Dataset entries:

*** Begin section ***

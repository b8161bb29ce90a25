//! Queue of messages received from a relay

use std::time::Duration;

use crate::error::{Error, Result};
use crate::protocol::{MessageError, RelayMessage};
use crate::queue::RendezvousQueue;

/// Rendezvous queue of decoded relay messages
///
/// Text that fails to decode is queued as an error and handed to whoever
/// asks next, in its arrival position.
#[derive(Debug, Default)]
pub struct RelayInbox {
    queue: RendezvousQueue<std::result::Result<RelayMessage, MessageError>>,
}

impl RelayInbox {
    pub fn new() -> Self {
        Self::default()
    }

    /// Queue an already decoded message
    pub fn push(&self, message: RelayMessage) {
        self.queue.push(Ok(message));
    }

    /// Decode and queue wire text
    pub fn push_text(&self, text: &str) {
        let decoded = RelayMessage::from_json(text);
        if let Err(e) = &decoded {
            tracing::warn!(error = %e, message = text, "Malformed message from relay");
        }
        self.queue.push(decoded);
    }

    /// Wait for the next message
    pub async fn next(&self, timeout: Duration) -> Result<RelayMessage> {
        let decoded = self
            .queue
            .request(timeout)
            .await
            .map_err(|e| Error::from_queue(e, "waiting for the next relay message"))?;
        Ok(decoded?)
    }

    /// Wait for the next `count` messages, sharing one deadline
    ///
    /// A malformed message anywhere in the batch fails the whole call; the
    /// messages are consumed either way.
    pub async fn nexts(&self, count: usize, timeout: Duration) -> Result<Vec<RelayMessage>> {
        let batch = self
            .queue
            .request_n(count, timeout)
            .await
            .map_err(|e| Error::from_queue(e, "waiting for relay messages"))?;
        batch
            .into_iter()
            .map(|decoded| decoded.map_err(Error::from))
            .collect()
    }

    /// Fail pending waits and drop anything buffered
    pub fn dispose(&self) {
        self.queue.dispose();
    }

    /// Messages received but not yet taken
    pub fn len(&self) -> usize {
        self.queue.len()
    }

    pub fn is_empty(&self) -> bool {
        self.queue.is_empty()
    }

    /// Callers currently waiting in `next()`
    pub fn pending_requests(&self) -> usize {
        self.queue.pending_requests()
    }
}
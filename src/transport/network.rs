//! URL registry connecting clients to mock servers

use std::collections::HashMap;
use std::fmt;
use std::sync::atomic::{AtomicU64, Ordering};
use std::sync::{Arc, Mutex, PoisonError, Weak};

use url::Url;

use crate::error::Result;

use super::error::TransportError;
use super::socket::{ClientSocket, Endpoint};

struct Binding {
    token: u64,
    endpoint: Weak<dyn Endpoint>,
}

/// An isolated in-process network
///
/// Cloning is cheap and every clone sees the same bindings. Tests that run
/// in parallel should each create their own network so URLs never collide.
#[derive(Clone, Default)]
pub struct MockNetwork {
    bindings: Arc<Mutex<HashMap<String, Binding>>>,
    next_token: Arc<AtomicU64>,
}

impl MockNetwork {
    /// Create an empty network
    pub fn new() -> Self {
        Self::default()
    }

    /// Open a client connection to whatever is bound at `url`
    pub fn connect(&self, url: &str) -> Result<ClientSocket> {
        let key = normalize(url)?;

        // Resolve first so accept() runs without the registry locked
        let endpoint = {
            let bindings = self.bindings.lock().unwrap_or_else(PoisonError::into_inner);
            bindings.get(&key).and_then(|binding| binding.endpoint.upgrade())
        };

        match endpoint {
            Some(endpoint) => endpoint.accept(),
            None => {
                tracing::debug!(url = %key, "Connection refused: nothing bound");
                Err(TransportError::ConnectionRefused(key).into())
            }
        }
    }

    /// Whether a live server is bound at `url`
    pub fn is_bound(&self, url: &str) -> bool {
        let Ok(key) = normalize(url) else {
            return false;
        };
        let bindings = self.bindings.lock().unwrap_or_else(PoisonError::into_inner);
        bindings
            .get(&key)
            .map(|binding| binding.endpoint.strong_count() > 0)
            .unwrap_or(false)
    }

    /// Claim `url` for an endpoint, returning the normalised URL and a token
    /// for releasing it later
    pub(crate) fn bind(
        &self,
        url: &str,
        endpoint: Weak<dyn Endpoint>,
    ) -> std::result::Result<(String, u64), TransportError> {
        let key = normalize(url)?;
        let mut bindings = self.bindings.lock().unwrap_or_else(PoisonError::into_inner);

        // Servers dropped without closing leave dead entries behind
        if let Some(existing) = bindings.get(&key) {
            if existing.endpoint.strong_count() > 0 {
                return Err(TransportError::AddressInUse(key));
            }
        }

        let token = self.next_token.fetch_add(1, Ordering::Relaxed);
        bindings.insert(key.clone(), Binding { token, endpoint });
        Ok((key, token))
    }

    /// Release `url` if it is still held by the binding identified by `token`
    pub(crate) fn unbind(&self, url: &str, token: u64) {
        let mut bindings = self.bindings.lock().unwrap_or_else(PoisonError::into_inner);
        if bindings.get(url).map(|b| b.token) == Some(token) {
            bindings.remove(url);
        }
    }
}

impl fmt::Debug for MockNetwork {
    fn fmt(&self, f: &mut fmt::Formatter<'_>) -> fmt::Result {
        let bindings = self.bindings.lock().unwrap_or_else(PoisonError::into_inner);
        let mut urls: Vec<&String> = bindings.keys().collect();
        urls.sort();
        f.debug_struct("MockNetwork").field("bound", &urls).finish()
    }
}

/// Parse and canonicalise a WebSocket URL
///
/// `ws://relay.test` and `ws://relay.test/` name the same server.
fn normalize(url: &str) -> std::result::Result<String, TransportError> {
    let parsed = Url::parse(url).map_err(|e| TransportError::InvalidUrl {
        url: url.to_string(),
        reason: e.to_string(),
    })?;

    match parsed.scheme() {
        "ws" | "wss" => Ok(parsed.to_string()),
        other => Err(TransportError::UnsupportedScheme(other.to_string())),
    }
}
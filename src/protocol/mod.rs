//! Nostr wire vocabulary
//!
//! Every message on the wire is a JSON array whose first element names the
//! message type:
//!
//! ```text
//! client → relay   ["REQ", sub, filter...]  ["CLOSE", sub]  ["COUNT", sub, filter...]
//!                  ["EVENT", event]         ["AUTH", event]
//! relay → client   ["EVENT", sub, event]    ["EOSE", sub]   ["COUNT", sub, {"count": n}]
//!                  ["OK", id, bool, msg]    ["AUTH", challenge]  ["NOTICE", msg]
//! ```
//!
//! Decoding is strict about shape: anything that is not a tagged array of
//! the known vocabulary is a [`MessageError`].

pub mod constants;
pub mod error;
pub mod event;
pub mod filter;
pub mod message;

pub use error::MessageError;
pub use event::{Event, PartialEvent};
pub use filter::Filter;
pub use message::{ClientMessage, MessageKind, RelayMessage, WireMessage};
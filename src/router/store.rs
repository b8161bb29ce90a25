//! Subscription router implementation
//!
//! Observes inbound client messages per peer and answers "who should receive
//! this?" for id-addressed outbound messages. The router never sends anything
//! itself; the relay takes the recipient list and sends outside any lock.

use std::fmt;
use std::hash::Hash;

use crate::protocol::ClientMessage;

use super::table::{SubscriptionKind, SubscriptionTable};

/// Per-peer subscription bookkeeping
///
/// `P` is an opaque peer handle (the relay uses its server sockets). Peers
/// are kept in registration order, which is the order recipients are
/// returned in.
#[derive(Debug, Clone)]
pub struct SubscriptionRouter<P> {
    /// Registered peers, oldest first
    peers: Vec<P>,

    /// REQ subscriptions
    streams: SubscriptionTable<P>,

    /// COUNT queries awaiting their single reply
    counts: SubscriptionTable<P>,

    /// Submitted event ids awaiting their single OK
    pending_acks: SubscriptionTable<P>,
}

impl<P> SubscriptionRouter<P>
where
    P: Clone + Eq + Hash + fmt::Debug,
{
    /// Create an empty router
    pub fn new() -> Self {
        Self {
            peers: Vec::new(),
            streams: SubscriptionTable::new(),
            counts: SubscriptionTable::new(),
            pending_acks: SubscriptionTable::new(),
        }
    }

    /// Register a newly connected peer
    ///
    /// Registering the same peer twice keeps its original position.
    pub fn connect(&mut self, peer: P) {
        if self.peers.contains(&peer) {
            return;
        }
        tracing::trace!(peer = ?peer, "Peer registered");
        self.peers.push(peer);
    }

    /// Forget a peer and everything it subscribed to
    pub fn disconnect(&mut self, peer: &P) {
        let before = self.peers.len();
        self.peers.retain(|p| p != peer);

        let streams = self.streams.remove_peer(peer);
        let counts = self.counts.remove_peer(peer);
        let acks = self.pending_acks.remove_peer(peer);

        if before != self.peers.len() {
            tracing::debug!(
                peer = ?peer,
                streams = streams,
                counts = counts,
                pending_acks = acks,
                "Peer disconnected"
            );
        }
    }

    /// Update bookkeeping for a message received from `peer`
    ///
    /// Messages from a peer that never connected register it first.
    pub fn observe(&mut self, peer: &P, message: &ClientMessage) {
        if !self.peers.contains(peer) {
            tracing::trace!(peer = ?peer, "Message from unregistered peer");
            self.peers.push(peer.clone());
        }

        match message {
            ClientMessage::Req {
                subscription_id, ..
            } => {
                self.streams.insert(peer, subscription_id);
                tracing::debug!(peer = ?peer, sub_id = %subscription_id, "Stream subscription opened");
            }
            ClientMessage::Close { subscription_id } => {
                if self.streams.remove(peer, subscription_id) {
                    tracing::debug!(peer = ?peer, sub_id = %subscription_id, "Stream subscription closed");
                }
            }
            ClientMessage::Count {
                subscription_id, ..
            } => {
                self.counts.insert(peer, subscription_id);
                tracing::debug!(peer = ?peer, sub_id = %subscription_id, "Count query registered");
            }
            ClientMessage::Event(event) => {
                self.pending_acks.insert(peer, &event.id);
                tracing::debug!(peer = ?peer, event_id = %event.id, "Event awaiting acknowledgement");
            }
            ClientMessage::Auth(_) => {}
        }
    }

    /// Peers whose stream subscriptions include `subscription_id`
    ///
    /// Stream subscriptions are left in place.
    pub fn stream_recipients(&self, subscription_id: &str) -> Vec<P> {
        self.recipients(&self.streams, subscription_id)
    }

    /// Peers waiting on a count for `subscription_id`, releasing the query
    ///
    /// A second call for the same id returns nobody.
    pub fn take_count_recipients(&mut self, subscription_id: &str) -> Vec<P> {
        let recipients = self.recipients(&self.counts, subscription_id);
        self.counts.remove_everywhere(subscription_id);
        recipients
    }

    /// Peers waiting on an OK for `event_id`, releasing the entry
    pub fn take_ack_recipients(&mut self, event_id: &str) -> Vec<P> {
        let recipients = self.recipients(&self.pending_acks, event_id);
        self.pending_acks.remove_everywhere(event_id);
        recipients
    }

    /// All registered peers, in registration order
    pub fn peers(&self) -> &[P] {
        &self.peers
    }

    /// Whether a peer is registered
    pub fn is_connected(&self, peer: &P) -> bool {
        self.peers.contains(peer)
    }

    /// Ids a peer currently holds for one kind, sorted
    pub fn subscriptions(&self, peer: &P, kind: SubscriptionKind) -> Vec<String> {
        self.table(kind).ids(peer)
    }

    fn table(&self, kind: SubscriptionKind) -> &SubscriptionTable<P> {
        match kind {
            SubscriptionKind::Stream => &self.streams,
            SubscriptionKind::Count => &self.counts,
            SubscriptionKind::PendingAck => &self.pending_acks,
        }
    }

    fn recipients(&self, table: &SubscriptionTable<P>, id: &str) -> Vec<P> {
        self.peers
            .iter()
            .filter(|peer| table.contains(peer, id))
            .cloned()
            .collect()
    }
}

impl<P> Default for SubscriptionRouter<P>
where
    P: Clone + Eq + Hash + fmt::Debug,
{
    fn default() -> Self {
        Self::new()
    }
}
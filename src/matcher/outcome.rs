//! Match results and their descriptions

use std::fmt;
use std::time::Duration;

use serde_json::Value;
use thiserror::Error;

/// A failed match, carrying the description
#[derive(Debug, Clone, PartialEq, Eq, Error)]
#[error("{0}")]
pub struct MatchFailure(pub String);

/// Result of evaluating a [`Matcher`](super::Matcher)
#[derive(Debug, Clone, PartialEq)]
pub struct MatchOutcome {
    passed: bool,
    entity: String,
    expected: Value,
    /// `None` when nothing arrived
    actual: Option<Value>,
    waited: Option<Duration>,
}

impl MatchOutcome {
    pub(crate) fn evaluated(passed: bool, entity: String, expected: Value, actual: Value) -> Self {
        Self {
            passed,
            entity,
            expected,
            actual: Some(actual),
            waited: None,
        }
    }

    pub(crate) fn timed_out(entity: String, expected: Value, waited: Duration) -> Self {
        Self {
            passed: false,
            entity,
            expected,
            actual: None,
            waited: Some(waited),
        }
    }

    /// Whether the message matched
    pub fn passed(&self) -> bool {
        self.passed
    }

    /// Whether the outcome is a failure because nothing arrived
    pub fn is_timeout(&self) -> bool {
        self.actual.is_none()
    }

    /// The value that was evaluated, if any arrived
    pub fn actual(&self) -> Option<&Value> {
        self.actual.as_ref()
    }

    /// Human-readable description
    ///
    /// Worded for the failing direction: a passed outcome describes why a
    /// negated assertion failed.
    pub fn message(&self) -> String {
        let expected = pretty(&self.expected);

        match (&self.actual, self.waited) {
            (Some(actual), _) => format!(
                "It was expected {}to be {}, like this:\n\n{}\n\nbut got:\n\n{}\n",
                if self.passed { "not " } else { "" },
                self.entity,
                expected,
                pretty(actual),
            ),
            (None, waited) => format!(
                "It was expected to receive {}, like this:\n\n{}\n\nbut nothing arrived within {:?}.\n",
                self.entity,
                expected,
                waited.unwrap_or_default(),
            ),
        }
    }

    /// `Ok` if the message matched
    pub fn check(&self) -> Result<(), MatchFailure> {
        if self.passed {
            Ok(())
        } else {
            Err(MatchFailure(self.message()))
        }
    }

    /// `Ok` if the message did not match
    pub fn check_not(&self) -> Result<(), MatchFailure> {
        if self.passed || self.is_timeout() {
            Err(MatchFailure(self.message()))
        } else {
            Ok(())
        }
    }

    /// Panic with the description unless the message matched
    #[track_caller]
    pub fn assert(&self) {
        if let Err(failure) = self.check() {
            panic!("{failure}");
        }
    }

    /// Panic with the description if the message matched
    #[track_caller]
    pub fn assert_not(&self) {
        if let Err(failure) = self.check_not() {
            panic!("{failure}");
        }
    }
}

impl fmt::Display for MatchOutcome {
    fn fmt(&self, f: &mut fmt::Formatter<'_>) -> fmt::Result {
        f.write_str(&self.message())
    }
}

fn pretty(value: &Value) -> String {
    serde_json::to_string_pretty(value).unwrap_or_else(|_| value.to_string())
}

*** End section ***

# Task brief
Beginning at the line with "impl<P> Default for SubscriptionRouter<P>" and ending at the line with "use thiserror::Error;", reproduce each line of the data above exactly, and add no other lines.

# Result for this exercise
impl<P> Default for SubscriptionRouter<P>
where
    P: Clone + Eq + Hash + fmt::Debug,
{
    fn default() -> Self {
        Self::new()
    }
}
filename src/matcher/outcome.rs
//! Match results and their descriptions

use std::fmt;
use std::time::Duration;

use serde_json::Value;
use thiserror::Error;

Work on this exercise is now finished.